Annotation Step 1: Transcription
Anonymisation
Anonymisation on Speaker tier
- Replace name of participant with the respective speaker code, e.g. USbi02FR
- If whole names or surnames of friends are mentioned, replace with the participant code + _P, e.g. USbi02FR_P
COMMENT: To our information we anonymize all part of the speaker name, also just the first name.
- Places that could lead to the identification of a participant, like streetnames, schoolnames, etc.:
If the participant names for example "Friedrichstraße", you transcribe "{streetname}Straßezzz". You leave out the actual name of the street, in the example here you replace the "Friedrich". "zzz" has to be replaced by any inflectional suffixes you hear in the data or erased, if there are no inflectional suffixes. In this example you would transcribe"{streetname}Straße", because there are no inflectional suffixes. Accordingly if schools are named, for example "Apple Highschools" ("s" in the end for an English plural form), you transcribe "{schoolname}schools". There should be no spaces following the {...}. The placeholder you put in between the {...} is in English, regardless of the language you elicitate and transcribe in. Over time a list of these placeholders should develop, so that all identifiers can be replaced and put between the {...} ("{streetname}Allee"). This list is the same for every project and language.
Segmentation
- Communication Unit (CU) is used as a segmentation unit
- No punctuation marks at all on the transcription layer
- No accents, no intonation patterns are marked
- In Exmaralda: blank space at the end of each event (* no punctuation marks on norm layer)
Spelling
- No capital letters
- Abbreviations/acronyms are transcribed as full words in the phonology of the language heard in the recording(e.g. German BMW = beemwe, English BMW = beemdoubleyou)

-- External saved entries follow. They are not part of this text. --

//! Handlers for daily `/presence` marks.

use axum::extract::State;
use axum::http::StatusCode;
use axum::Json;
use chrono::{NaiveDate, Utc};
use serde::Serialize;
use trinity_core::types::{DbId, Timestamp};
use trinity_db::repositories::PresenceRepo;

use crate::error::{AppError, AppResult};
use crate::middleware::auth::AuthUser;
use crate::middleware::rbac::RequireManager;
use crate::response::DataResponse;
use crate::state::AppState;

#[derive(Debug, Serialize)]
pub struct PresenceMark {
    pub user_id: DbId,
    pub date: NaiveDate,
    /// When the day's first mark was recorded.
    pub marked_at: Timestamp,
    /// `false` when the user had already marked presence today.
    pub newly_marked: bool,
}

#[derive(Debug, Serialize)]
pub struct PresentToday {
    pub date: NaiveDate,
    pub user_ids: Vec<DbId>,
}

/// POST /api/v1/presence
///
/// Mark the caller present for the current UTC day. Idempotent: returns 201
/// on the first mark of the day and 200 afterwards.
pub async fn mark(
    State(state): State<AppState>,
    user: AuthUser,
) -> AppResult<(StatusCode, Json<DataResponse<PresenceMark>>)> {
    let today = Utc::now().date_naive();
    let newly_marked = PresenceRepo::mark(&state.pool, user.user_id, today).await?;
    let recorded = PresenceRepo::find(&state.pool, user.user_id, today)
        .await?
        .ok_or_else(|| AppError::InternalError("Presence mark vanished after insert".into()))?;
    let status = if newly_marked {
        StatusCode::CREATED
    } else {
        StatusCode::OK
    };
    Ok((
        status,
        Json(DataResponse {
            data: PresenceMark {
                user_id: user.user_id,
                date: today,
                marked_at: recorded.created_at,
                newly_marked,
            },
        }),
    ))
}

/// GET /api/v1/presence/today
pub async fn today(
    State(state): State<AppState>,
    RequireManager(_): RequireManager,
) -> AppResult<Json<DataResponse<PresentToday>>> {
    let date = Utc::now().date_naive();
    let user_ids = PresenceRepo::user_ids_on(&state.pool, date).await?;
    Ok(Json(DataResponse {
        data: PresentToday { date, user_ids },
    }))
}
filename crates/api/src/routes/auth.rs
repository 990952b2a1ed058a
//! Route definitions for the `/auth` resource.

use axum::routing::post;
use axum::Router;

use crate::handlers::auth;
use crate::state::AppState;

/// Routes mounted at `/auth`.
///
/// ```text
/// POST /register -> register
/// POST /login    -> login
/// POST /refresh  -> refresh
/// POST /logout   -> logout (requires auth)
/// ```
pub fn router() -> Router<AppState> {
    Router::new()
        .route("/register", post(auth::register))
        .route("/login", post(auth::login))
        .route("/refresh", post(auth::refresh))
        .route("/logout", post(auth::logout))
}
//! Human-readable alert log (`blue_trinity_alerts.log`).

use std::path::{Path, PathBuf};

use chrono::SecondsFormat;
use tokio::io::AsyncWriteExt;
use trinity_core::detection::SecurityAlert;

use crate::error::SentinelError;

/// `[ALERT] <reason> | ip=<ip> | path=<path> | time=<iso>`; unknown fields
/// render as `-`.
pub fn format_alert(alert: &SecurityAlert) -> String {
    format!(
        "[ALERT] {} | ip={} | path={} | time={}",
        alert.reason,
        alert.ip.as_deref().unwrap_or("-"),
        alert.path.as_deref().unwrap_or("-"),
        alert.time.to_rfc3339_opts(SecondsFormat::Secs, true),
    )
}

#[derive(Debug, Clone)]
pub struct AlertLog {
    path: PathBuf,
}

impl AlertLog {
    pub fn new(path: impl AsRef<Path>) -> Self {
        Self {
            path: path.as_ref().to_path_buf(),
        }
    }

    pub fn path(&self) -> &Path {
        &self.path
    }

    pub async fn append(&self, alert: &SecurityAlert) -> Result<(), SentinelError> {
        let mut file = tokio::fs::OpenOptions::new()
            .create(true)
            .append(true)
            .open(&self.path)
            .await?;
        file.write_all(format!("{}\n", format_alert(alert)).as_bytes())
            .await?;
        file.flush().await?;
        Ok(())
    }
}

#[cfg(test)]
mod tests {
    use chrono::{TimeZone, Utc};
    use trinity_core::detection::AlertKind;

    use super::*;

    #[test]
    fn formats_known_and_missing_fields() {
        let mut alert = SecurityAlert {
            time: Utc.with_ymd_and_hms(2026, 3, 1, 12, 0, 0).unwrap(),
            reason: "XSS Attempt Detected".into(),
            ip: Some("10.0.0.4".into()),
            path: None,
            line: String::new(),
            kind: AlertKind::Xss,
        };
        assert_eq!(
            format_alert(&alert),
            "[ALERT] XSS Attempt Detected | ip=10.0.0.4 | path=- | time=2026-03-01T12:00:00Z"
        );

        alert.ip = None;
        assert!(format_alert(&alert).contains("ip=- |"));
    }
}
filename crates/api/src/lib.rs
//! Trinity HTTP API library.
//!
//! Exposes config, state, error handling, auth and routes so integration
//! tests and the binary entrypoint can both access them.

pub mod auth;
pub mod config;
pub mod error;
pub mod handlers;
pub mod middleware;
pub mod query;
pub mod response;
pub mod router;
pub mod routes;
pub mod state;
pub mod validation;
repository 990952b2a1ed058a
//! SHA-256 helpers.

use sha2::{Digest, Sha256};

/// Compute the lowercase hex SHA-256 digest of `data`.
pub fn sha256_hex(data: &[u8]) -> String {
    let mut hasher = Sha256::new();
    hasher.update(data);
    format!("{:x}", hasher.finalize())
}
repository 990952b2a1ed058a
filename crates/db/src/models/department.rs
use serde::{Deserialize, Serialize};
use sqlx::FromRow;
use trinity_core::types::{DbId, Timestamp};

/// A row from the `departments` table.
#[derive(Debug, Clone, FromRow, Serialize)]
pub struct Department {
    pub id: DbId,
    pub name: String,
    pub manager_id: Option<DbId>,
    pub created_at: Timestamp,
    pub updated_at: Timestamp,
}

#[derive(Debug, Deserialize)]
pub struct CreateDepartment {
    pub name: String,
    pub manager_id: Option<DbId>,
}

#[derive(Debug, Default, Deserialize)]
pub struct UpdateDepartment {
    pub name: Option<String>,
    pub manager_id: Option<DbId>,
}
//! Error responses share one JSON shape: `{ "error": ..., "code": ... }`.

mod common;

use axum::body::Body;
use axum::http::{Request, StatusCode};
use common::{body_json, create_user_with_token, get_auth, put_json_auth};
use serde_json::json;
use sqlx::PgPool;
use tower::ServiceExt;

#[sqlx::test(migrations = "../../db/migrations")]
async fn missing_entity_is_404_with_code(pool: PgPool) {
    let (_, token) = create_user_with_token(&pool, "mgr", "manager").await;
    let response = get_auth(common::build_test_app(pool), "/api/v1/tasks/424242", &token).await;

    assert_eq!(response.status(), StatusCode::NOT_FOUND);
    let json = body_json(response).await;
    assert_eq!(json["code"], "NOT_FOUND");
    assert_eq!(json["error"], "Task with id 424242 not found");
}

#[sqlx::test(migrations = "../../db/migrations")]
async fn malformed_json_is_rejected(pool: PgPool) {
    let (_, token) = create_user_with_token(&pool, "mgr", "manager").await;
    let request = Request::builder()
        .method("POST")
        .uri("/api/v1/tasks")
        .header("Authorization", format!("Bearer {token}"))
        .header("Content-Type", "application/json")
        .body(Body::from("{not json"))
        .unwrap();

    let response = common::build_test_app(pool).oneshot(request).await.unwrap();
    assert!(response.status().is_client_error());
}

#[sqlx::test(migrations = "../../db/migrations")]
async fn unknown_department_reference_is_validation_error(pool: PgPool) {
    let (user, token) = create_user_with_token(&pool, "root", "admin").await;
    let uri = format!("/api/v1/users/{}", user.id);

    let response = put_json_auth(
        common::build_test_app(pool),
        &uri,
        json!({ "department_id": 999_999 }),
        &token,
    )
    .await;
    assert_eq!(response.status(), StatusCode::BAD_REQUEST);
    let json = body_json(response).await;
    assert_eq!(json["code"], "VALIDATION_ERROR");
    assert_eq!(json["error"], "Department does not exist");
}

#[sqlx::test(migrations = "../../db/migrations")]
async fn invalid_user_status_lists_allowed_values(pool: PgPool) {
    let (user, token) = create_user_with_token(&pool, "mgr", "manager").await;
    let uri = format!("/api/v1/users/{}/status", user.id);

    let response = put_json_auth(
        common::build_test_app(pool),
        &uri,
        json!({ "status": "Vacation" }),
        &token,
    )
    .await;
    assert_eq!(response.status(), StatusCode::BAD_REQUEST);
    let json = body_json(response).await;
    assert!(json["error"].as_str().unwrap().contains("Active, Absent, On Leave"));
}
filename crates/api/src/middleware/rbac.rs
//! Role-based access control (RBAC) extractors.
//!
//! Each extractor wraps [`AuthUser`] and rejects requests whose role does not
//! meet the minimum requirement.

use axum::extract::FromRequestParts;
use axum::http::request::Parts;
use trinity_core::roles::ROLE_ADMIN;

use super::auth::AuthUser;
use crate::error::AppError;
use crate::state::AppState;

/// Requires the `admin` role. Rejects with 403 Forbidden otherwise.
pub struct RequireAdmin(pub AuthUser);

impl FromRequestParts<AppState> for RequireAdmin {
    type Rejection = AppError;

    async fn from_request_parts(
        parts: &mut Parts,
        state: &AppState,
    ) -> Result<Self, Self::Rejection> {
        let user = AuthUser::from_request_parts(parts, state).await?;
        if user.role != ROLE_ADMIN {
            return Err(AppError::forbidden("Admin role required"));
        }
        Ok(RequireAdmin(user))
    }
}

/// Requires `manager` or `admin` role. Rejects with 403 Forbidden otherwise.
pub struct RequireManager(pub AuthUser);

impl FromRequestParts<AppState> for RequireManager {
    type Rejection = AppError;

    async fn from_request_parts(
        parts: &mut Parts,
        state: &AppState,
    ) -> Result<Self, Self::Rejection> {
        let user = AuthUser::from_request_parts(parts, state).await?;
        if !user.is_manager() {
            return Err(AppError::forbidden("Manager or Admin role required"));
        }
        Ok(RequireManager(user))
    }
}

/// Requires any authenticated user.
///
/// Equivalent to [`AuthUser`], named for routes where "authentication
/// required" should read explicitly.
pub struct RequireAuth(pub AuthUser);

impl FromRequestParts<AppState> for RequireAuth {
    type Rejection = AppError;

    async fn from_request_parts(
        parts: &mut Parts,
        state: &AppState,
    ) -> Result<Self, Self::Rejection> {
        let user = AuthUser::from_request_parts(parts, state).await?;
        Ok(RequireAuth(user))
    }
}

- speaker codes need to be partly capitalized to follow their correct pattern
Transcription
Adapted from KiDKo2014
'Unwanted' material
- 'unwanted' material are questions of participants concerning the procedure and eventual responses from the elicitator
- first, figure out if you can exclude this kind of data with 'unwanted' material and repeat the elicitation
- If this is not possible, mark those passages as:
<Q> communication with elicitor </Q>
- they get an extra-event
Merged forms
- Merged forms are transcribed as they are articulated, but with an equal sign linking the merged elements
- Examples: so=ne (= so eine)
Reduced syllables
- reduced syllables are transcribed as articulated
- Examples: goin (= going), bi tane (= bir tane), hab ich ein Tadel bekommen (= einen Tadel)

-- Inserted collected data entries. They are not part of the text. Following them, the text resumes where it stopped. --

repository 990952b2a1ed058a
//! Row models and DTOs, one module per table.

pub mod department;
pub mod employee;
pub mod message;
pub mod presence;
pub mod scan;
pub mod session;
pub mod task;
pub mod user;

Elisions, repetitions and interruption
- Do not leave anything out and do not add anything which is not there!
- Use / to mark unfinished words, e.g. “The bl/ blue car crashes um stops“
- word internal cancellations/corrections are transcribed as follows: dipl: "be$ha$ come" (norm: "become")
- Onomatopoeias/echoisms are separated tokens (e.g. gutschi gutschi gutschi), only transcribed as one single token if they are very short (e.g. eieiei)
Pauses
- always measured to the first decimal
- 0.2 - 1 sec: (-)
- 1 - 3 secs: (--)
- More than 3 secs: (5.5) to be measured
- Wordinternal pauses are marked as followed: be(-)have 1
- keep in mind that there might be persons who talk really slowly (makes no sense to put a pause after every word/token)

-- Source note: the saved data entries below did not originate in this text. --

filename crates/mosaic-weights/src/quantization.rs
//! Quantization plan resolution.
//!
//! A component's `config.json` may declare a `quantization_config` block that
//! applies to every layer. A snapshot may also ship a manifest listing layers
//! with their own spec, some of which are already quantized on disk. The
//! resolver merges both into a [`QuantizationPlan`] with the precedence
//! prepacked > per-layer override > component default > unquantized.

use serde::{Deserialize, Serialize};
use serde_json::Value;
use std::collections::HashMap;
use std::fmt;
use std::io::ErrorKind;
use std::path::{Path, PathBuf};
use std::str::FromStr;
use tracing::{debug, info};

use crate::archive::TensorArchive;
use crate::error::{WeightsError, WeightsResult};
use crate::numeric::{deserialize_opt_integral, deserialize_opt_integral_list, integral};

/// Group size used when a config names the bit width only.
pub const DEFAULT_GROUP_SIZE: u32 = 64;

/// How quantized values map back to floats.
#[derive(Debug, Clone, Copy, PartialEq, Eq, Hash, Default, Serialize, Deserialize)]
#[serde(rename_all = "lowercase")]
pub enum QuantizationMode {
    /// Per-group scale and bias.
    #[default]
    Affine,
    /// Per-group scale around zero.
    Symmetric,
}

impl FromStr for QuantizationMode {
    type Err = WeightsError;

    fn from_str(s: &str) -> Result<Self, Self::Err> {
        match s.to_lowercase().as_str() {
            "affine" | "asymmetric" => Ok(Self::Affine),
            "symmetric" | "sym" => Ok(Self::Symmetric),
            other => Err(WeightsError::InvalidQuantization(format!("unknown mode '{other}'"))),
        }
    }
}

impl fmt::Display for QuantizationMode {
    fn fmt(&self, f: &mut fmt::Formatter<'_>) -> fmt::Result {
        match self {
            Self::Affine => f.write_str("affine"),
            Self::Symmetric => f.write_str("symmetric"),
        }
    }
}

/// Bit width, group size and mode of a quantized layer.
#[derive(Debug, Clone, Copy, PartialEq, Eq, Hash, Serialize, Deserialize)]
pub struct QuantizationSpec {
    bits: u8,
    group_size: u32,
    mode: QuantizationMode,
}

impl QuantizationSpec {
    /// Create a spec. Only 4 and 8 bit widths and positive group sizes are valid.
    pub fn new(bits: u8, group_size: u32, mode: QuantizationMode) -> WeightsResult<Self> {
        if !matches!(bits, 4 | 8) {
            return Err(WeightsError::InvalidQuantization(format!(
                "bits must be 4 or 8, got {bits}"
            )));
        }
        if group_size == 0 {
            return Err(WeightsError::InvalidQuantization("group_size must be positive".to_string()));
        }
        Ok(Self { bits, group_size, mode })
    }

    #[must_use]
    pub const fn bits(&self) -> u8 {
        self.bits
    }

    #[must_use]
    pub const fn group_size(&self) -> u32 {
        self.group_size
    }

    #[must_use]
    pub const fn mode(&self) -> QuantizationMode {
        self.mode
    }
}

impl fmt::Display for QuantizationSpec {
    fn fmt(&self, f: &mut fmt::Formatter<'_>) -> fmt::Result {
        write!(f, "q{}g{}-{}", self.bits, self.group_size, self.mode)
    }
}

/// A layer stored already quantized, loaded verbatim.
#[derive(Debug, Clone, PartialEq, Eq)]
pub struct PrepackedLayer {
    pub quantized_file: PathBuf,
    pub spec: QuantizationSpec,
}

/// How a single layer is quantized.
#[derive(Debug, Clone, Copy, PartialEq, Eq)]
pub enum LayerQuantization<'a> {
    Unquantized,
    /// Quantize at load time.
    Runtime(QuantizationSpec),
    /// Load pre-quantized data.
    Prepacked(&'a PrepackedLayer),
}

/// Resolved quantization table for one component.
#[derive(Debug, Clone, Default, PartialEq)]
pub struct QuantizationPlan {
    default: Option<QuantizationSpec>,
    overrides: HashMap<String, QuantizationSpec>,
    prepacked: HashMap<String, PrepackedLayer>,
}

impl QuantizationPlan {
    /// A plan that quantizes nothing.
    #[must_use]
    pub fn unquantized() -> Self {
        Self::default()
    }

    /// The component-wide default spec, if any.
    #[must_use]
    pub fn default_spec(&self) -> Option<QuantizationSpec> {
        self.default
    }

    /// Resolve a layer.
    #[must_use]
    pub fn lookup(&self, layer: &str) -> LayerQuantization<'_> {
        if let Some(prepacked) = self.prepacked.get(layer) {
            return LayerQuantization::Prepacked(prepacked);
        }
        match self.overrides.get(layer).copied().or(self.default) {
            Some(spec) => LayerQuantization::Runtime(spec),
            None => LayerQuantization::Unquantized,
        }
    }

    /// The spec a layer ends up with, regardless of whether it is prepacked.
    #[must_use]
    pub fn quantization(&self, layer: &str) -> Option<QuantizationSpec> {
        match self.lookup(layer) {
            LayerQuantization::Unquantized => None,
            LayerQuantization::Runtime(spec) => Some(spec),
            LayerQuantization::Prepacked(prepacked) => Some(prepacked.spec),
        }
    }

    #[must_use]
    pub fn prepacked_layers(&self) -> &HashMap<String, PrepackedLayer> {
        &self.prepacked
    }

    #[must_use]
    pub fn overrides(&self) -> &HashMap<String, QuantizationSpec> {
        &self.overrides
    }

    #[must_use]
    pub fn is_quantized(&self) -> bool {
        self.default.is_some() || !self.overrides.is_empty() || !self.prepacked.is_empty()
    }

    /// Stable description used to scope caches, e.g. `q8g64-affine`.
    #[must_use]
    pub fn descriptor(&self) -> String {
        let base = self.default.map_or_else(|| "unquantized".to_string(), |spec| spec.to_string());
        let layered = self.overrides.len().max(self.prepacked.len());
        if layered == 0 { base } else { format!("{base}+{layered}layers") }
    }
}

#[derive(Debug, Clone, Default, Deserialize)]
struct RawSpec {
    #[serde(default, deserialize_with = "deserialize_opt_integral")]
    bits: Option<u64>,
    #[serde(default, deserialize_with = "deserialize_opt_integral")]
    group_size: Option<u64>,
    #[serde(default)]
    mode: Option<String>,
}

#[derive(Debug, Default, Deserialize)]
struct ComponentConfigFile {
    #[serde(default, alias = "quantization")]
    quantization_config: Option<RawSpec>,
}

/// The optional `quantization_manifest.json` shipped with a snapshot.
#[derive(Debug, Clone, Deserialize)]
pub struct QuantizationManifest {
    #[serde(default)]
    pub version: Option<Value>,
    #[serde(default)]
    pub snapshot: Option<String>,
    #[serde(default, deserialize_with = "deserialize_opt_integral")]
    pub group_size: Option<u64>,
    #[serde(default, deserialize_with = "deserialize_opt_integral")]
    pub bits: Option<u64>,
    #[serde(default)]
    pub mode: Option<String>,
    #[serde(default)]
    pub layers: Vec<ManifestLayer>,
}

/// One layer entry of a [`QuantizationManifest`].
#[derive(Debug, Clone, Deserialize)]
pub struct ManifestLayer {
    pub component: String,
    pub name: String,
    #[serde(default)]
    pub file: Option<String>,
    #[serde(default, deserialize_with = "deserialize_opt_integral_list")]
    pub shape: Option<Vec<u64>>,
    #[serde(default, deserialize_with = "deserialize_opt_integral")]
    pub in_dim: Option<u64>,
    #[serde(default, deserialize_with = "deserialize_opt_integral")]
    pub out_dim: Option<u64>,
    #[serde(default)]
    pub quant_file: Option<String>,
    #[serde(default, deserialize_with = "deserialize_opt_integral")]
    pub group_size: Option<u64>,
    #[serde(default, deserialize_with = "deserialize_opt_integral")]
    pub bits: Option<u64>,
    #[serde(default)]
    pub mode: Option<String>,
}

impl QuantizationManifest {
    /// Read a manifest; `Ok(None)` when the file does not exist.
    pub fn load(path: &Path) -> WeightsResult<Option<Self>> {
        match std::fs::read(path) {
            Ok(bytes) => Ok(Some(serde_json::from_slice(&bytes)?)),
            Err(e) if e.kind() == ErrorKind::NotFound => Ok(None),
            Err(e) => Err(e.into()),
        }
    }
}

/// Builds the [`QuantizationPlan`] of one component.
#[derive(Debug, Clone)]
pub struct QuantizationPlanResolver {
    component: String,
}

impl QuantizationPlanResolver {
    /// `component` is matched against the manifest's `component` field.
    #[must_use]
    pub fn new(component: impl Into<String>) -> Self {
        Self { component: component.into() }
    }

    /// Resolve the plan from a component config and an optional manifest.
    ///
    /// Fails with [`WeightsError::NoQuantization`] when neither declares
    /// anything for this component.
    pub fn resolve(
        &self,
        config_path: &Path,
        manifest_path: Option<&Path>,
    ) -> WeightsResult<QuantizationPlan> {
        let default = read_component_default(config_path)?;
        let manifest = match manifest_path {
            Some(path) => QuantizationManifest::load(path)?,
            None => None,
        };
        let manifest_dir = manifest_path.and_then(Path::parent).unwrap_or_else(|| Path::new("."));

        let mut plan = QuantizationPlan { default, ..QuantizationPlan::default() };
        if let Some(manifest) = &manifest {
            self.merge_manifest(&mut plan, manifest, manifest_dir)?;
        }

        if !plan.is_quantized() {
            return Err(WeightsError::NoQuantization(self.component.clone()));
        }

        info!(
            component = %self.component,
            default = ?plan.default.map(|s| s.to_string()),
            overrides = plan.overrides.len(),
            prepacked = plan.prepacked.len(),
            "Resolved quantization plan"
        );
        Ok(plan)
    }

    fn merge_manifest(
        &self,
        plan: &mut QuantizationPlan,
        manifest: &QuantizationManifest,
        manifest_dir: &Path,
    ) -> WeightsResult<()> {
        let fallback = RawSpec {
            bits: manifest.bits,
            group_size: manifest.group_size,
            mode: manifest.mode.clone(),
        };

        for layer in manifest.layers.iter().filter(|l| l.component == self.component) {
            let raw = RawSpec {
                bits: layer.bits.or(fallback.bits),
                group_size: layer.group_size.or(fallback.group_size),
                mode: layer.mode.clone().or_else(|| fallback.mode.clone()),
            };
            let spec = if raw.bits.is_some() {
                spec_from_raw(&raw)?
            } else if let Some(default) = plan.default {
                default
            } else {
                return Err(WeightsError::InvalidQuantization(format!(
                    "manifest layer '{}' has no bit width and the component declares no default",
                    layer.name
                )));
            };

            if let Some(existing) = plan.overrides.insert(layer.name.clone(), spec) {
                if existing != spec {
                    return Err(WeightsError::QuantizationMismatch {
                        layer: layer.name.clone(),
                        expected: existing,
                        found: spec,
                    });
                }
            }

            if let Some(quant_file) = &layer.quant_file {
                let quantized_file = manifest_dir.join(quant_file);
                verify_prepacked_file(&layer.name, &quantized_file, spec)?;
                plan.prepacked.insert(layer.name.clone(), PrepackedLayer { quantized_file, spec });
            }
        }

        debug!(
            component = %self.component,
            snapshot = ?manifest.snapshot,
            layers = manifest.layers.len(),
            "Merged quantization manifest"
        );
        Ok(())
    }
}

fn read_component_default(config_path: &Path) -> WeightsResult<Option<QuantizationSpec>> {
    let bytes = match std::fs::read(config_path) {
        Ok(bytes) => bytes,
        Err(e) if e.kind() == ErrorKind::NotFound => return Ok(None),
        Err(e) => return Err(e.into()),
    };
    let config: ComponentConfigFile = serde_json::from_slice(&bytes)?;
    config.quantization_config.as_ref().map(spec_from_raw).transpose()
}

fn spec_from_raw(raw: &RawSpec) -> WeightsResult<QuantizationSpec> {
    let bits = raw
        .bits
        .ok_or_else(|| WeightsError::InvalidQuantization("missing bits".to_string()))?;
    let bits = u8::try_from(bits)
        .map_err(|_| WeightsError::InvalidQuantization(format!("bits {bits} out of range")))?;
    let group_size = raw.group_size.map_or(Ok(DEFAULT_GROUP_SIZE), |g| {
        u32::try_from(g).map_err(|_| WeightsError::InvalidQuantization(format!("group_size {g} out of range")))
    })?;
    let mode = raw.mode.as_deref().map_or(Ok(QuantizationMode::Affine), str::parse)?;
    QuantizationSpec::new(bits, group_size, mode)
}

/// Compare the spec a prepacked archive declares about itself with the manifest's.
fn verify_prepacked_file(layer: &str, path: &Path, expected: QuantizationSpec) -> WeightsResult<()> {
    if !path.exists() {
        debug!(layer, path = %path.display(), "Prepacked file not present yet, skipping verification");
        return Ok(());
    }
    let archive = TensorArchive::open(path)?;
    let metadata = archive.metadata();
    let numeric = |key: &str| {
        metadata
            .get(key)
            .and_then(|v| serde_json::from_str::<Value>(v).ok())
            .and_then(|v| integral(&v))
    };

    if metadata.get("bits").is_none() && metadata.get("group_size").is_none() {
        return Ok(());
    }
    let declared = RawSpec {
        bits: numeric("bits").or(Some(u64::from(expected.bits))),
        group_size: numeric("group_size").or(Some(u64::from(expected.group_size))),
        mode: metadata.get("mode").cloned().or_else(|| Some(expected.mode.to_string())),
    };
    let found = spec_from_raw(&declared)?;
    if found != expected {
        return Err(WeightsError::QuantizationMismatch { layer: layer.to_string(), expected, found });
    }
    Ok(())
}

- pauses inside a CU do not get an extra-event on the CU tier
- pauses which occur between two CUs get an extra-event on the CU tier
Long vocals & consonants
- vocals realized longer than normal (0.2 - 2sec) are marked with : (e.g. so lo:ng)
- vocals that are realized longer tha 2 seconds are marked with :: (z.B. so lo::ng)
- also possible for consonants (e.g. mum:)
- doubling of vocal syllables with % (e.g. by%ye, tschü%üß)
Non-verbal material
- non-verbal events such as a participant laughing or coughing are noted in square brackets on the transcription tier, e.g. [laughing]
- if participants speak and laugh at the same time, you note it as: [[laughing]speech]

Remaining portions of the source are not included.